Task directions:
Only an exact repetition of the lines from the one that holds "impl log::Log for" to the end of the records is wanted.

Saved entries
=== Section Start ===
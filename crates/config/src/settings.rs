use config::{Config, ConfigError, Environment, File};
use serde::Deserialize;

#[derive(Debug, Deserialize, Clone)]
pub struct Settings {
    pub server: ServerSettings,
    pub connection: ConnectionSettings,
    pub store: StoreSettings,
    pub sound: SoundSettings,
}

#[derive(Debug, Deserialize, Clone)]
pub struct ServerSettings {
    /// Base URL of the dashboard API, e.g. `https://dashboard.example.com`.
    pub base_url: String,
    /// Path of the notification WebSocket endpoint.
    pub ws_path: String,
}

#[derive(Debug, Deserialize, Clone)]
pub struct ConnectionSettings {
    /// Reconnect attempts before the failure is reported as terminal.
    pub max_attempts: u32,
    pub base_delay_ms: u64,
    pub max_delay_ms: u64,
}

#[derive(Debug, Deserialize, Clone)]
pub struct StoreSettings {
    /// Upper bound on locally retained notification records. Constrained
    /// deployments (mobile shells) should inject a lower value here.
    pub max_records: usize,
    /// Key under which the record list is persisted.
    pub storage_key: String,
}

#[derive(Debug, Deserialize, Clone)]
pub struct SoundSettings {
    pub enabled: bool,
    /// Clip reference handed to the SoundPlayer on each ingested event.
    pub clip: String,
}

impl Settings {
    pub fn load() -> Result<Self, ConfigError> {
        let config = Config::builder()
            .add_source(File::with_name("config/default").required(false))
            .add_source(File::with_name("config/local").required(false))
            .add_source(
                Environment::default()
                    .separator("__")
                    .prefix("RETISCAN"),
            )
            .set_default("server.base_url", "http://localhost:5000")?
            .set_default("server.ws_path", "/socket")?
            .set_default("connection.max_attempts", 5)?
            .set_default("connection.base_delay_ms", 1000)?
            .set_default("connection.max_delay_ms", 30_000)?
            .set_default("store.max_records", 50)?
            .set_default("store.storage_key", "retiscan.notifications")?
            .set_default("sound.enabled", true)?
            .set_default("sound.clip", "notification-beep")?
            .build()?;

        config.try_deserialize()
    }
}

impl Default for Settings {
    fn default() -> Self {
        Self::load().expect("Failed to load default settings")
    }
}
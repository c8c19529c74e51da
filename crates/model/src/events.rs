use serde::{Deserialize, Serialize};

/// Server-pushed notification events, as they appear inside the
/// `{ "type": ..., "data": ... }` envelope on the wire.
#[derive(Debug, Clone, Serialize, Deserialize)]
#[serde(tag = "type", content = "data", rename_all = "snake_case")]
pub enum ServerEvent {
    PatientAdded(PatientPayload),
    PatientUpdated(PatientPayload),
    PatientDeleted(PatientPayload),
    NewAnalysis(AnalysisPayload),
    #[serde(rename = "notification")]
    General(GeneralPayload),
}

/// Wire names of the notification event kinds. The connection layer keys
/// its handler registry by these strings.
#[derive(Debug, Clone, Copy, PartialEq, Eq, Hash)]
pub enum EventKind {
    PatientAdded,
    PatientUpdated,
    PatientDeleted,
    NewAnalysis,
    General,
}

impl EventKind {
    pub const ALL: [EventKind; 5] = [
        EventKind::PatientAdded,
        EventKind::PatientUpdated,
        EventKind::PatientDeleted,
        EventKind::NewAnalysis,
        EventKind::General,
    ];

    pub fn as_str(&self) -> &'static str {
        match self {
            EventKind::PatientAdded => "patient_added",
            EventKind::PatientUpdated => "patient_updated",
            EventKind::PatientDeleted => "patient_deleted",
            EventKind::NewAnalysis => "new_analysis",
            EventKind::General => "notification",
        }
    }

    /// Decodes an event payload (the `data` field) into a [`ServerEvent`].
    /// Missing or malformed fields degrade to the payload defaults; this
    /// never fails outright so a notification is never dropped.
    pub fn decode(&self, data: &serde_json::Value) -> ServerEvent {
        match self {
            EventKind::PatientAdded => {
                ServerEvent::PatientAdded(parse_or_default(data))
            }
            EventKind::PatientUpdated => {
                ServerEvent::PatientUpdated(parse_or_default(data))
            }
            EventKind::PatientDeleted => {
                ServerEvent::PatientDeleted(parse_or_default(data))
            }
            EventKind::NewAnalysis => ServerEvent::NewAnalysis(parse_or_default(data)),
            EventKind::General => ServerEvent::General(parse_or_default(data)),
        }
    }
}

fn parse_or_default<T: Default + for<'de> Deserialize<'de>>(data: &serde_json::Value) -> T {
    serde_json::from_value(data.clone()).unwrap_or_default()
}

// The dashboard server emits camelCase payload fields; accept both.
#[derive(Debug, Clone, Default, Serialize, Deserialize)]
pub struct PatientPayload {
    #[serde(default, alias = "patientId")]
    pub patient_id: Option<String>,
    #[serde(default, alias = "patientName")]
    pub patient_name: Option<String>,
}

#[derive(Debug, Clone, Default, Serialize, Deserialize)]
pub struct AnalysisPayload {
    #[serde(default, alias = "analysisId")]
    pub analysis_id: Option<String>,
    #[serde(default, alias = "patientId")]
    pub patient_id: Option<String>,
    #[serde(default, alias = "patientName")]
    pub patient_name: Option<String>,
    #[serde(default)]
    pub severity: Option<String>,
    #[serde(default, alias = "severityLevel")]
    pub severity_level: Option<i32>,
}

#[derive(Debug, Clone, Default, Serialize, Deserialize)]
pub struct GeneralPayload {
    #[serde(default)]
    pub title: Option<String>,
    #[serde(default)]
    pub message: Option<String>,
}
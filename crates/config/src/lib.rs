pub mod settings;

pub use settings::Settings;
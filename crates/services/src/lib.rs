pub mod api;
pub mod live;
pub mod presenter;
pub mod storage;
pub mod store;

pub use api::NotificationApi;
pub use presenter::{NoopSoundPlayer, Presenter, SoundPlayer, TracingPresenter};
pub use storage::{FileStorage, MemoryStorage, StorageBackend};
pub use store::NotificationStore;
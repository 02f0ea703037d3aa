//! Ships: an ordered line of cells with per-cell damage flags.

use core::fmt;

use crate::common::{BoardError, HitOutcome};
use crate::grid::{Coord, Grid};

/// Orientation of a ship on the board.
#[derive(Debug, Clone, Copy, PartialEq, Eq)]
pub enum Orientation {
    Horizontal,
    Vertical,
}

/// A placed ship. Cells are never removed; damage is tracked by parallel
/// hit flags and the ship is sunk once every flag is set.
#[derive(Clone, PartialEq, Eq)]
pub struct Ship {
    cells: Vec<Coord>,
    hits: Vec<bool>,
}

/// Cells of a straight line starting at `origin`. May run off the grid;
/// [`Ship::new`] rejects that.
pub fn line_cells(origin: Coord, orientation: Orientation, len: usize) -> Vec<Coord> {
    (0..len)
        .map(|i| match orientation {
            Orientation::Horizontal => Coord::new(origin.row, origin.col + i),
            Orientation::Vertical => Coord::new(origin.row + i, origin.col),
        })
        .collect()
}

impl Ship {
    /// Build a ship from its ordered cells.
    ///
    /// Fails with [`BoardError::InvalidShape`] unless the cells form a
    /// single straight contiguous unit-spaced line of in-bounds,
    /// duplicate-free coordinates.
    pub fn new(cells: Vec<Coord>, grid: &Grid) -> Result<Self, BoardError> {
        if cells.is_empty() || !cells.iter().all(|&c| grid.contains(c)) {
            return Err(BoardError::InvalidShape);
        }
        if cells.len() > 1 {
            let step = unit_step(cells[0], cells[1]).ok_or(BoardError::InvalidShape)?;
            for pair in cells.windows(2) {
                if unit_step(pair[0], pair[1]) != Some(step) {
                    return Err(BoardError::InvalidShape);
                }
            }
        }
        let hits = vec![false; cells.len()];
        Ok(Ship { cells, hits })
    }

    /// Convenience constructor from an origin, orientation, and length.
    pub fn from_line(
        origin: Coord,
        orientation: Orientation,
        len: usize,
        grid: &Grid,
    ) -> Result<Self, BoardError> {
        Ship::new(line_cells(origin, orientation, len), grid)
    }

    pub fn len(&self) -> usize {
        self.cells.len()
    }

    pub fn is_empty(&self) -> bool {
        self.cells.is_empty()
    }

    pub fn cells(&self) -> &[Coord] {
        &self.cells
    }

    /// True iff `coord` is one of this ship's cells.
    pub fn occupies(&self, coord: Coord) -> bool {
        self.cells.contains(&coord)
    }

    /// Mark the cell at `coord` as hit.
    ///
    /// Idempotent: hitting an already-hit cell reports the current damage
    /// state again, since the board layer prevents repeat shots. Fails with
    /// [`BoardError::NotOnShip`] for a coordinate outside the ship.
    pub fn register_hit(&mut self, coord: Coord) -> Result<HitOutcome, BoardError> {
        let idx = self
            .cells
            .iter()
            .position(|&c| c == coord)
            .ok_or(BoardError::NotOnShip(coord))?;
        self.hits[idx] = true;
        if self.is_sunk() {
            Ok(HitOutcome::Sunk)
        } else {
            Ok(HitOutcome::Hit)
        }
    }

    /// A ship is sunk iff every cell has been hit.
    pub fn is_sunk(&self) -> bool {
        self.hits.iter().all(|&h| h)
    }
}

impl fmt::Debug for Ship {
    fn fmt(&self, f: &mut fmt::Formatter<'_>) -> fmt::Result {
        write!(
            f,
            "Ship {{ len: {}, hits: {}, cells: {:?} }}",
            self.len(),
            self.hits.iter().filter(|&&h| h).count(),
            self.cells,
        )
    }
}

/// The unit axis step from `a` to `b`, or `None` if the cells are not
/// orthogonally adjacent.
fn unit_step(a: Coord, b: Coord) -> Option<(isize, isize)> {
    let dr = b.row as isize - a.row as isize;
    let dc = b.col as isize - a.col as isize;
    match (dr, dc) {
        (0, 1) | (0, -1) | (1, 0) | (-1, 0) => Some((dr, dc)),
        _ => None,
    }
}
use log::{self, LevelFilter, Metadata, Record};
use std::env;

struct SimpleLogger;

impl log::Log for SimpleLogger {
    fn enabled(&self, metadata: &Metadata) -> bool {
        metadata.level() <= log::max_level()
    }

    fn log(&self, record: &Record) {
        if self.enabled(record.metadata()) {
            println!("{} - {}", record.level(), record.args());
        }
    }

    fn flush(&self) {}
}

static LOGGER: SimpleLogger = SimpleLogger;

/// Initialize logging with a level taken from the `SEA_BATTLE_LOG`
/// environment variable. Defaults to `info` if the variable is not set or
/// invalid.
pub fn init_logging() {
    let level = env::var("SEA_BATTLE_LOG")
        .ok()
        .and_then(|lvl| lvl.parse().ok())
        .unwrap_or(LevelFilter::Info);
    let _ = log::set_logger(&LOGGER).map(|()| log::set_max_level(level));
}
=== Section End ===
Your solution:
impl log::Log for SimpleLogger {
    fn enabled(&self, metadata: &Metadata) -> bool {
        metadata.level() <= log::max_level()
    }

    fn log(&self, record: &Record) {
        if self.enabled(record.metadata()) {
            println!("{} - {}", record.level(), record.args());
        }
    }

    fn flush(&self) {}
}

static LOGGER: SimpleLogger = SimpleLogger;

/// Initialize logging with a level taken from the `SEA_BATTLE_LOG`
/// environment variable. Defaults to `info` if the variable is not set or
/// invalid.
pub fn init_logging() {
    let level = env::var("SEA_BATTLE_LOG")
        .ok()
        .and_then(|lvl| lvl.parse().ok())
        .unwrap_or(LevelFilter::Info);
    let _ = log::set_logger(&LOGGER).map(|()| log::set_max_level(level));
}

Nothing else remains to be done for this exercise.